_Stored data_
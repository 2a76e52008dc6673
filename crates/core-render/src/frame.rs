//! Rendered output: attribute runs grouped into rows, rows into frames.

use core_syntax::Attr;

/// Consecutive cells sharing one attribute. `width` is the number of screen
/// cells the text occupies, which differs from its character count for wide
/// and zero-width glyphs.
#[derive(Debug, Clone, PartialEq, Eq)]
pub struct Run {
    pub attr: Attr,
    pub text: String,
    pub width: usize,
}

impl Run {
    pub fn new(attr: Attr, text: impl Into<String>, width: usize) -> Self {
        Self {
            attr,
            text: text.into(),
            width,
        }
    }
}

#[derive(Debug, Clone, PartialEq, Eq, Default)]
pub struct Row {
    pub runs: Vec<Run>,
}

impl Row {
    pub fn width(&self) -> usize {
        self.runs.iter().map(|r| r.width).sum()
    }

    pub fn text(&self) -> String {
        self.runs.iter().map(|r| r.text.as_str()).collect()
    }

    /// Attribute painted on screen column `column` of this row.
    pub fn attr_at(&self, column: usize) -> Option<Attr> {
        let mut start = 0;
        for run in &self.runs {
            if column < start + run.width {
                return Some(run.attr);
            }
            start += run.width;
        }
        None
    }
}

#[derive(Debug, Clone, PartialEq, Eq, Default)]
pub struct Frame {
    pub rows: Vec<Row>,
}

impl Frame {
    pub fn height(&self) -> usize {
        self.rows.len()
    }
}

/// Frame as handed to the caller: `None` marks a row identical to the same
/// row of the previous frame.
#[derive(Debug, Clone, PartialEq, Eq, Default)]
pub struct FrameDelta {
    pub rows: Vec<Option<Row>>,
}

impl FrameDelta {
    pub fn full(frame: &Frame) -> Self {
        Self {
            rows: frame.rows.iter().cloned().map(Some).collect(),
        }
    }

    pub fn len(&self) -> usize {
        self.rows.len()
    }

    pub fn is_empty(&self) -> bool {
        self.rows.is_empty()
    }

    /// Rows that need repainting, with their screen row index.
    pub fn changed(&self) -> impl Iterator<Item = (usize, &Row)> {
        self.rows
            .iter()
            .enumerate()
            .filter_map(|(i, row)| row.as_ref().map(|r| (i, r)))
    }

    pub fn changed_count(&self) -> usize {
        self.rows.iter().filter(|r| r.is_some()).count()
    }
}

#[cfg(test)]
mod tests {
    use super::*;

    #[test]
    fn row_width_counts_cells_not_chars() {
        let row = Row {
            runs: vec![Run::new(Attr(0), "ab", 2), Run::new(Attr(1), "界", 2)],
        };
        assert_eq!(row.width(), 4);
        assert_eq!(row.text(), "ab界");
        assert_eq!(row.attr_at(1), Some(Attr(0)));
        assert_eq!(row.attr_at(3), Some(Attr(1)));
        assert_eq!(row.attr_at(4), None);
    }

    #[test]
    fn delta_reports_changed_rows() {
        let delta = FrameDelta {
            rows: vec![None, Some(Row::default()), None],
        };
        assert_eq!(delta.changed_count(), 1);
        assert_eq!(delta.changed().map(|(i, _)| i).collect::<Vec<_>>(), vec![1]);
    }
}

_WHAT THE TASK REQUIRES_
Reproduce every line of the data so that nothing differs from the original.

_THE COMPLETED TASK_
repository 2a76e52008dc6673
filename crates/core-render/src/frame.rs
//! Rendered output: attribute runs grouped into rows, rows into frames.

use core_syntax::Attr;

/// Consecutive cells sharing one attribute. `width` is the number of screen
/// cells the text occupies, which differs from its character count for wide
/// and zero-width glyphs.
#[derive(Debug, Clone, PartialEq, Eq)]
pub struct Run {
    pub attr: Attr,
    pub text: String,
    pub width: usize,
}

impl Run {
    pub fn new(attr: Attr, text: impl Into<String>, width: usize) -> Self {
        Self {
            attr,
            text: text.into(),
            width,
        }
    }
}

#[derive(Debug, Clone, PartialEq, Eq, Default)]
pub struct Row {
    pub runs: Vec<Run>,
}

impl Row {
    pub fn width(&self) -> usize {
        self.runs.iter().map(|r| r.width).sum()
    }

    pub fn text(&self) -> String {
        self.runs.iter().map(|r| r.text.as_str()).collect()
    }

    /// Attribute painted on screen column `column` of this row.
    pub fn attr_at(&self, column: usize) -> Option<Attr> {
        let mut start = 0;
        for run in &self.runs {
            if column < start + run.width {
                return Some(run.attr);
            }
            start += run.width;
        }
        None
    }
}

#[derive(Debug, Clone, PartialEq, Eq, Default)]
pub struct Frame {
    pub rows: Vec<Row>,
}

impl Frame {
    pub fn height(&self) -> usize {
        self.rows.len()
    }
}

/// Frame as handed to the caller: `None` marks a row identical to the same
/// row of the previous frame.
#[derive(Debug, Clone, PartialEq, Eq, Default)]
pub struct FrameDelta {
    pub rows: Vec<Option<Row>>,
}

impl FrameDelta {
    pub fn full(frame: &Frame) -> Self {
        Self {
            rows: frame.rows.iter().cloned().map(Some).collect(),
        }
    }

    pub fn len(&self) -> usize {
        self.rows.len()
    }

    pub fn is_empty(&self) -> bool {
        self.rows.is_empty()
    }

    /// Rows that need repainting, with their screen row index.
    pub fn changed(&self) -> impl Iterator<Item = (usize, &Row)> {
        self.rows
            .iter()
            .enumerate()
            .filter_map(|(i, row)| row.as_ref().map(|r| (i, r)))
    }

    pub fn changed_count(&self) -> usize {
        self.rows.iter().filter(|r| r.is_some()).count()
    }
}

#[cfg(test)]
mod tests {
    use super::*;

    #[test]
    fn row_width_counts_cells_not_chars() {
        let row = Row {
            runs: vec![Run::new(Attr(0), "ab", 2), Run::new(Attr(1), "界", 2)],
        };
        assert_eq!(row.width(), 4);
        assert_eq!(row.text(), "ab界");
        assert_eq!(row.attr_at(1), Some(Attr(0)));
        assert_eq!(row.attr_at(3), Some(Attr(1)));
        assert_eq!(row.attr_at(4), None);
    }

    #[test]
    fn delta_reports_changed_rows() {
        let delta = FrameDelta {
            rows: vec![None, Some(Row::default()), None],
        };
        assert_eq!(delta.changed_count(), 1);
        assert_eq!(delta.changed().map(|(i, _)| i).collect::<Vec<_>>(), vec![1]);
    }
}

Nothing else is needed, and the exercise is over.